Credit: NASA/JPL-Caltech/S. Willner (Harvard-Smithsonian Center for Astrophysics)
Rotation is a natural function of interacting electric currents in plasma. Currents can pinch matter together
to form rotating stars and galaxies. Computer models of two current filaments interacting in a plasma
have in fact reproduced fine details of spiral galaxies where the gravitational schools must rely on
invisible matter arbitrarily placed wherever it is needed to make their models ‘work’.

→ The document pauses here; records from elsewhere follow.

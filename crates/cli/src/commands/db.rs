use console::style;
use tidemark_core::TidemarkError;

use super::build_migrator;

/// `tidemark fresh`: drop every table, then migrate from empty.
/// Destructive; there is no confirmation step.
pub async fn fresh() -> Result<(), TidemarkError> {
    let migrator = build_migrator().await?;
    let result = migrator.fresh().await;
    migrator.close().await;
    let outcome = result?;

    println!(
        "{}",
        style(format!("Dropped {} table(s)", outcome.dropped.len())).yellow()
    );
    println!(
        "{}",
        style(format!(
            "Finished migrating batch {} ({} applied)",
            outcome.migrate.batch,
            outcome.migrate.applied.len()
        ))
        .green()
    );
    Ok(())
}

/// `tidemark seed`: run every seed script, statement by statement.
pub async fn seed() -> Result<(), TidemarkError> {
    let migrator = build_migrator().await?;
    let result = migrator.seed().await;
    migrator.close().await;
    let outcome = result?;

    if outcome.seeded.is_empty() {
        println!("{}", style("No seed scripts found").yellow());
    } else {
        for unit in &outcome.seeded {
            println!("{}", style(format!("Seeded {}", unit)).yellow());
        }
        println!(
            "{}",
            style(format!(
                "Seeding completed ({} statement(s))",
                outcome.statements
            ))
            .green()
        );
    }
    Ok(())
}
use std::path::PathBuf;

use thiserror::Error;
use tidemark_core::TidemarkError;

/// Result type alias for migration operations.
pub type MigrateResult<T> = Result<T, MigrateError>;

/// Error types for the migration engine.
///
/// Every operation propagates the first failure to its caller; nothing is
/// retried and no compensating action is taken.
#[derive(Debug, Error)]
pub enum MigrateError {
    /// An expected up/down/seed script file is absent.
    #[error("migration script not found: {}", .0.display())]
    ScriptNotFound(PathBuf),

    /// Filesystem fault while reading a script.
    #[error("failed to read {}: {}", .path.display(), .source)]
    Io {
        path: PathBuf,
        #[source]
        source: std::io::Error,
    },

    /// The backend connection could not be established.
    #[error("database connection failed: {0}")]
    Connection(String),

    /// A SQL statement failed on the backend.
    #[error("sql execution failed: {0}")]
    Execution(String),
}

impl From<MigrateError> for TidemarkError {
    fn from(err: MigrateError) -> Self {
        TidemarkError::Database {
            message: err.to_string(),
        }
    }
}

The photograph of the spiral galaxy is galaxy M81. It is the one of the first images returned by NASA’s
new Spitzer space telescope, an instrument that can detect extremely faint waves of infra red radiation or
heat through clouds of dust and plasma that have blocked the view of conventional telescopes. The result
is a view of striking clarity.
Beneath this photograph are snapshots of computer simulation by plasma scientist Anthony Peratt
illustrating the ivolution of galactic structures under the influence of electric currents. Through the ‘pinch
effect’, parallel currents converge to produce spiralling structures.
Plasma experiments and computer simulations of plasma discharge are changing the picture of space.
Without Black Holes, gravitational equations cannot account for observed movement and compact
energetic activity, but charged plasma achieves such efforts routinely.